══ DATA SECTION

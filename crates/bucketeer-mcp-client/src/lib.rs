// crates/bucketeer-mcp-client/src/lib.rs
// ============================================================================
// Module: Bucketeer MCP Client Library
// Description: Transport adapter for the Bucketeer REST API.
// Purpose: Issue authenticated requests and classify their failures.
// Dependencies: bucketeer-mcp-core, reqwest, serde, serde_json, tracing
// ============================================================================

//! ## Overview
//! The client crate owns everything that touches the network. The
//! [`FeatureFlagService`] trait is the seam the dispatcher calls through;
//! [`BucketeerClient`] implements it over a blocking HTTP client. Every
//! transport or service failure is reduced to an `OperationError` by
//! [`map_failure`] before it leaves this crate.

// ============================================================================
// SECTION: Modules
// ============================================================================

pub mod errors;
pub mod http;
pub mod service;

// ============================================================================
// SECTION: Re-Exports
// ============================================================================

pub use errors::TransportFailure;
pub use errors::map_failure;
pub use http::BucketeerClient;
pub use http::BucketeerClientConfig;
pub use http::ClientError;
pub use service::FeatureFlagService;
pub use service::FeatureResponse;
pub use service::ListFeaturesResponse;
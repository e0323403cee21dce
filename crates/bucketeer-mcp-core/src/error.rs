// crates/bucketeer-mcp-core/src/error.rs
// ============================================================================
// Module: Operation Errors
// Description: Stable error taxonomy for feature-flag operations.
// Purpose: Give every failure a machine-readable kind and a human message.
// Dependencies: serde, serde_json, thiserror
// ============================================================================

//! ## Overview
//! Every operation failure, whether raised by local validation or by the
//! remote service, is reduced to an [`OperationError`]. The [`ErrorKind`]
//! label is stable and safe to branch on; the message is for humans.
//! Validation failures carry the full list of [`FieldViolation`] entries in
//! `details` so callers can fix every problem in one round trip.

// ============================================================================
// SECTION: Imports
// ============================================================================

use serde::Deserialize;
use serde::Serialize;
use serde_json::Value;
use thiserror::Error;

// ============================================================================
// SECTION: Constants
// ============================================================================

/// Message used for schema-phase argument validation failures.
pub const INVALID_INPUT_MESSAGE: &str = "Invalid input parameters";

// ============================================================================
// SECTION: Error Kinds
// ============================================================================

/// Stable failure categories surfaced to callers.
#[derive(Debug, Clone, Copy, PartialEq, Eq, Hash, Serialize, Deserialize)]
#[serde(rename_all = "snake_case")]
pub enum ErrorKind {
    /// Arguments were rejected locally or by the service (remote code 3).
    InvalidArgument,
    /// The target resource does not exist (remote code 5).
    NotFound,
    /// The credential lacks permission (remote code 7).
    NotAuthorized,
    /// The credential is missing or rejected (remote code 16).
    NotAuthenticated,
    /// The service could not be reached or did not answer in time.
    Unavailable,
    /// Any other failure.
    Unknown,
}

impl ErrorKind {
    /// Returns the stable label for this kind.
    #[must_use]
    pub const fn as_str(self) -> &'static str {
        match self {
            Self::InvalidArgument => "invalid_argument",
            Self::NotFound => "not_found",
            Self::NotAuthorized => "not_authorized",
            Self::NotAuthenticated => "not_authenticated",
            Self::Unavailable => "unavailable",
            Self::Unknown => "unknown",
        }
    }

    /// Maps a remote status code to a kind, when the code is recognized.
    #[must_use]
    pub const fn from_remote_code(code: i64) -> Option<Self> {
        match code {
            3 => Some(Self::InvalidArgument),
            5 => Some(Self::NotFound),
            7 => Some(Self::NotAuthorized),
            16 => Some(Self::NotAuthenticated),
            _ => None,
        }
    }

    /// Returns the message prefix applied to remote messages of this kind.
    #[must_use]
    pub const fn remote_prefix(self) -> Option<&'static str> {
        match self {
            Self::InvalidArgument => Some("Invalid arguments"),
            Self::NotFound => Some("Not found"),
            Self::NotAuthorized => Some("Not authorized"),
            Self::NotAuthenticated => Some("Not authenticated"),
            Self::Unavailable | Self::Unknown => None,
        }
    }
}

// ============================================================================
// SECTION: Field Violations
// ============================================================================

/// A single argument validation failure.
#[derive(Debug, Clone, PartialEq, Eq, Serialize, Deserialize)]
pub struct FieldViolation {
    /// Dotted path of the offending field (`variations.0.name`).
    pub field: String,
    /// Human-readable description of the problem.
    pub message: String,
}

impl FieldViolation {
    /// Creates a violation for the given field path.
    #[must_use]
    pub fn new(field: impl Into<String>, message: impl Into<String>) -> Self {
        Self {
            field: field.into(),
            message: message.into(),
        }
    }
}

// ============================================================================
// SECTION: Operation Errors
// ============================================================================

/// Failure outcome of a feature-flag operation.
#[derive(Debug, Clone, PartialEq, Error)]
#[error("{message}")]
pub struct OperationError {
    /// Stable failure category.
    pub kind: ErrorKind,
    /// Human-readable message.
    pub message: String,
    /// Optional structured details (validation violations, remote details).
    pub details: Option<Value>,
}

impl OperationError {
    /// Creates an error without details.
    #[must_use]
    pub fn new(kind: ErrorKind, message: impl Into<String>) -> Self {
        Self {
            kind,
            message: message.into(),
            details: None,
        }
    }

    /// Creates an `invalid_argument` error with a plain message.
    #[must_use]
    pub fn invalid_argument(message: impl Into<String>) -> Self {
        Self::new(ErrorKind::InvalidArgument, message)
    }

    /// Creates the schema-phase validation error carrying every violation.
    #[must_use]
    pub fn validation(violations: Vec<FieldViolation>) -> Self {
        let details = serde_json::to_value(&violations).ok();
        Self {
            kind: ErrorKind::InvalidArgument,
            message: INVALID_INPUT_MESSAGE.to_string(),
            details,
        }
    }

    /// Attaches structured details to the error.
    #[must_use]
    pub fn with_details(mut self, details: Value) -> Self {
        self.details = Some(details);
        self
    }
}
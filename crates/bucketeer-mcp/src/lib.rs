// crates/bucketeer-mcp/src/lib.rs
// ============================================================================
// Module: Bucketeer MCP Library
// Description: Tool contracts, dispatcher, and JSON-RPC server.
// Purpose: Expose feature-flag operations as MCP tools.
// Dependencies: bucketeer-mcp-client, bucketeer-mcp-config, bucketeer-mcp-core
// ============================================================================

//! ## Overview
//! This crate wires the request builders and the transport adapter into an
//! MCP tool surface. [`ToolRouter`] dispatches a `(name, arguments)` pair to
//! one of five operations and always produces exactly one outcome.
//! [`McpServer`] speaks JSON-RPC 2.0 over stdio and routes `tools/call`
//! through the router.

// ============================================================================
// SECTION: Modules
// ============================================================================

pub mod contract;
pub mod server;
pub mod tools;

// ============================================================================
// SECTION: Re-Exports
// ============================================================================

pub use contract::ToolDefinition;
pub use contract::tool_definitions;
pub use server::McpServer;
pub use server::McpServerError;
pub use tools::ToolCallResult;
pub use tools::ToolContent;
pub use tools::ToolError;
pub use tools::ToolRouter;
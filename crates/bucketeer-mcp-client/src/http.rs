// crates/bucketeer-mcp-client/src/http.rs
// ============================================================================
// Module: Bucketeer HTTP Client
// Description: Blocking REST client for the Bucketeer feature-flag API.
// Purpose: Perform one authenticated request per operation with strict limits.
// Dependencies: bucketeer-mcp-core, reqwest, serde, serde_json, tracing
// ============================================================================

//! ## Overview
//! [`BucketeerClient`] issues exactly one request per call: no retries, no
//! redirects, and a bounded timeout. Every request carries the static API
//! key in the `Authorization` header and a JSON content type. Response
//! bodies are read under a size limit before being decoded.

// ============================================================================
// SECTION: Imports
// ============================================================================

use std::fmt;
use std::io::Read;
use std::time::Duration;
use std::time::Instant;

use bucketeer_mcp_core::CreateFeaturePayload;
use bucketeer_mcp_core::GetFeatureQuery;
use bucketeer_mcp_core::ListFeaturesQuery;
use bucketeer_mcp_core::OperationError;
use bucketeer_mcp_core::UpdateFeaturePayload;
use reqwest::Method;
use reqwest::Url;
use reqwest::blocking::Client;
use reqwest::blocking::Response;
use reqwest::header::AUTHORIZATION;
use reqwest::header::CONTENT_TYPE;
use reqwest::redirect::Policy;
use serde::Serialize;
use serde::de::DeserializeOwned;
use thiserror::Error;
use tracing::debug;

use crate::errors::TransportFailure;
use crate::errors::map_failure;
use crate::service::FeatureFlagService;
use crate::service::FeatureResponse;
use crate::service::ListFeaturesResponse;

// ============================================================================
// SECTION: Constants
// ============================================================================

/// Path for listing features.
const FEATURES_PATH: &str = "/v1/features";
/// Path for single-feature operations.
const FEATURE_PATH: &str = "/v1/feature";
/// JSON content type sent on every request.
const JSON_CONTENT_TYPE: &str = "application/json";

// ============================================================================
// SECTION: Configuration
// ============================================================================

/// Configuration for [`BucketeerClient`].
#[derive(Clone, PartialEq, Eq)]
pub struct BucketeerClientConfig {
    /// Service base URL (`https://{host}` in production).
    pub base_url: Url,
    /// Static API key sent verbatim in the `Authorization` header.
    pub api_key: String,
    /// Per-request timeout.
    pub timeout: Duration,
    /// User agent for outbound requests.
    pub user_agent: String,
    /// Maximum response size allowed, in bytes.
    pub max_response_bytes: usize,
}

impl BucketeerClientConfig {
    /// Creates a configuration with default limits.
    ///
    /// # Errors
    ///
    /// Returns [`ClientError::InvalidBaseUrl`] when `base_url` does not parse.
    pub fn new(base_url: &str, api_key: impl Into<String>) -> Result<Self, ClientError> {
        let base_url =
            Url::parse(base_url).map_err(|err| ClientError::InvalidBaseUrl(err.to_string()))?;
        Ok(Self {
            base_url,
            api_key: api_key.into(),
            timeout: Duration::from_secs(30),
            user_agent: format!("bucketeer-mcp/{}", env!("CARGO_PKG_VERSION")),
            max_response_bytes: 8 * 1024 * 1024,
        })
    }

    /// Sets the per-request timeout.
    #[must_use]
    pub const fn with_timeout(mut self, timeout: Duration) -> Self {
        self.timeout = timeout;
        self
    }
}

impl fmt::Debug for BucketeerClientConfig {
    fn fmt(&self, formatter: &mut fmt::Formatter<'_>) -> fmt::Result {
        formatter
            .debug_struct("BucketeerClientConfig")
            .field("base_url", &self.base_url.as_str())
            .field("api_key", &"<redacted>")
            .field("timeout", &self.timeout)
            .field("user_agent", &self.user_agent)
            .field("max_response_bytes", &self.max_response_bytes)
            .finish()
    }
}

/// Client construction errors.
#[derive(Debug, Error)]
pub enum ClientError {
    /// Base URL could not be parsed.
    #[error("invalid base url: {0}")]
    InvalidBaseUrl(String),
    /// HTTP client could not be built.
    #[error("http client build failed: {0}")]
    Build(String),
}

// ============================================================================
// SECTION: Client
// ============================================================================

/// Blocking client for the Bucketeer REST API.
pub struct BucketeerClient {
    /// Client configuration.
    config: BucketeerClientConfig,
    /// HTTP client used for outbound requests.
    client: Client,
}

impl BucketeerClient {
    /// Creates a client with the given configuration.
    ///
    /// # Errors
    ///
    /// Returns [`ClientError::Build`] when the HTTP client cannot be created.
    pub fn new(config: BucketeerClientConfig) -> Result<Self, ClientError> {
        let client = Client::builder()
            .timeout(config.timeout)
            .user_agent(config.user_agent.clone())
            .redirect(Policy::none())
            .build()
            .map_err(|err| ClientError::Build(err.to_string()))?;
        Ok(Self {
            config,
            client,
        })
    }

    /// Builds the endpoint URL with query parameters.
    fn endpoint(&self, path: &str, query: &[(&'static str, String)]) -> Result<Url, OperationError> {
        let mut url = self.config.base_url.join(path).map_err(|err| {
            map_failure(TransportFailure::RequestNotSent {
                cause: err.to_string(),
            })
        })?;
        if !query.is_empty() {
            let mut pairs = url.query_pairs_mut();
            for (key, value) in query {
                pairs.append_pair(key, value);
            }
        }
        Ok(url)
    }

    /// Issues one request and decodes a successful JSON response.
    fn execute<T: DeserializeOwned>(
        &self,
        method: Method,
        path: &str,
        query: &[(&'static str, String)],
        body: Option<Vec<u8>>,
    ) -> Result<T, OperationError> {
        let url = self.endpoint(path, query)?;
        let mut request = self
            .client
            .request(method.clone(), url)
            .header(AUTHORIZATION, self.config.api_key.as_str())
            .header(CONTENT_TYPE, JSON_CONTENT_TYPE);
        if let Some(body) = body {
            request = request.body(body);
        }
        let started = Instant::now();
        let mut response = request.send().map_err(|err| map_failure(classify_send_error(&err)))?;
        let status = response.status();
        let bytes = read_response_limited(&mut response, self.config.max_response_bytes)
            .map_err(map_failure)?;
        debug!(
            method = %method,
            path,
            status = status.as_u16(),
            elapsed_ms = u64::try_from(started.elapsed().as_millis()).unwrap_or(u64::MAX),
            "bucketeer request completed"
        );
        if !status.is_success() {
            return Err(map_failure(TransportFailure::Status {
                status: status.as_u16(),
                body: bytes,
            }));
        }
        serde_json::from_slice(&bytes).map_err(|err| {
            map_failure(TransportFailure::InvalidBody {
                cause: err.to_string(),
            })
        })
    }

    /// Serializes a request body.
    fn encode<P: Serialize>(payload: &P) -> Result<Vec<u8>, OperationError> {
        serde_json::to_vec(payload).map_err(|err| {
            map_failure(TransportFailure::RequestNotSent {
                cause: err.to_string(),
            })
        })
    }
}

impl FeatureFlagService for BucketeerClient {
    fn list_features(
        &self,
        query: &ListFeaturesQuery,
    ) -> Result<ListFeaturesResponse, OperationError> {
        self.execute(Method::GET, FEATURES_PATH, &query.query_pairs(), None)
    }

    fn create_feature(
        &self,
        payload: &CreateFeaturePayload,
    ) -> Result<FeatureResponse, OperationError> {
        let body = Self::encode(payload)?;
        self.execute(Method::POST, FEATURE_PATH, &[], Some(body))
    }

    fn get_feature(&self, query: &GetFeatureQuery) -> Result<FeatureResponse, OperationError> {
        self.execute(Method::GET, FEATURE_PATH, &query.query_pairs(), None)
    }

    fn update_feature(
        &self,
        payload: &UpdateFeaturePayload,
    ) -> Result<FeatureResponse, OperationError> {
        let body = Self::encode(payload)?;
        self.execute(Method::PATCH, FEATURE_PATH, &[], Some(body))
    }
}

// ============================================================================
// SECTION: Helpers
// ============================================================================

/// Classifies a send failure as unsent or unanswered.
fn classify_send_error(err: &reqwest::Error) -> TransportFailure {
    if err.is_builder() {
        TransportFailure::RequestNotSent {
            cause: err.to_string(),
        }
    } else {
        TransportFailure::NoResponse {
            cause: err.to_string(),
        }
    }
}

/// Reads the response body while enforcing a byte limit.
fn read_response_limited(
    response: &mut Response,
    max_bytes: usize,
) -> Result<Vec<u8>, TransportFailure> {
    let max_bytes_u64 = u64::try_from(max_bytes).unwrap_or(u64::MAX);
    if let Some(expected) = response.content_length()
        && expected > max_bytes_u64
    {
        return Err(TransportFailure::InvalidBody {
            cause: "response exceeds size limit".to_string(),
        });
    }
    let mut buf = Vec::new();
    let mut handle = response.take(max_bytes_u64.saturating_add(1));
    handle.read_to_end(&mut buf).map_err(|err| TransportFailure::NoResponse {
        cause: err.to_string(),
    })?;
    if buf.len() > max_bytes {
        return Err(TransportFailure::InvalidBody {
            cause: "response exceeds size limit".to_string(),
        });
    }
    Ok(buf)
}
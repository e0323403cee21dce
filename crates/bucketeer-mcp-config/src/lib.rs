// crates/bucketeer-mcp-config/src/lib.rs
// ============================================================================
// Module: Bucketeer MCP Config Library
// Description: Canonical config model, loading, and validation.
// Purpose: Single source of truth for process-wide settings.
// Dependencies: serde, thiserror, toml
// ============================================================================

//! ## Overview
//! `bucketeer-mcp-config` loads the process-wide settings once at startup:
//! the remote host, the API key, the default environment, request timeout,
//! log verbosity, and server limits. Settings come from an optional TOML file
//! overlaid by environment variables and are validated field by field.

// ============================================================================
// SECTION: Modules
// ============================================================================

pub mod config;

// ============================================================================
// SECTION: Re-Exports
// ============================================================================

pub use config::*;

════

[THE PROBLEM] The expected output is exactly the lines of the listing above between the line holding "let url = self.endpoint(path, query)?;" and the line holding "let started = Instant::now();", inclusive.

[TASK RESULT]
        let url = self.endpoint(path, query)?;
        let mut request = self
            .client
            .request(method.clone(), url)
            .header(AUTHORIZATION, self.config.api_key.as_str())
            .header(CONTENT_TYPE, JSON_CONTENT_TYPE);
        if let Some(body) = body {
            request = request.body(body);
        }
        let started = Instant::now();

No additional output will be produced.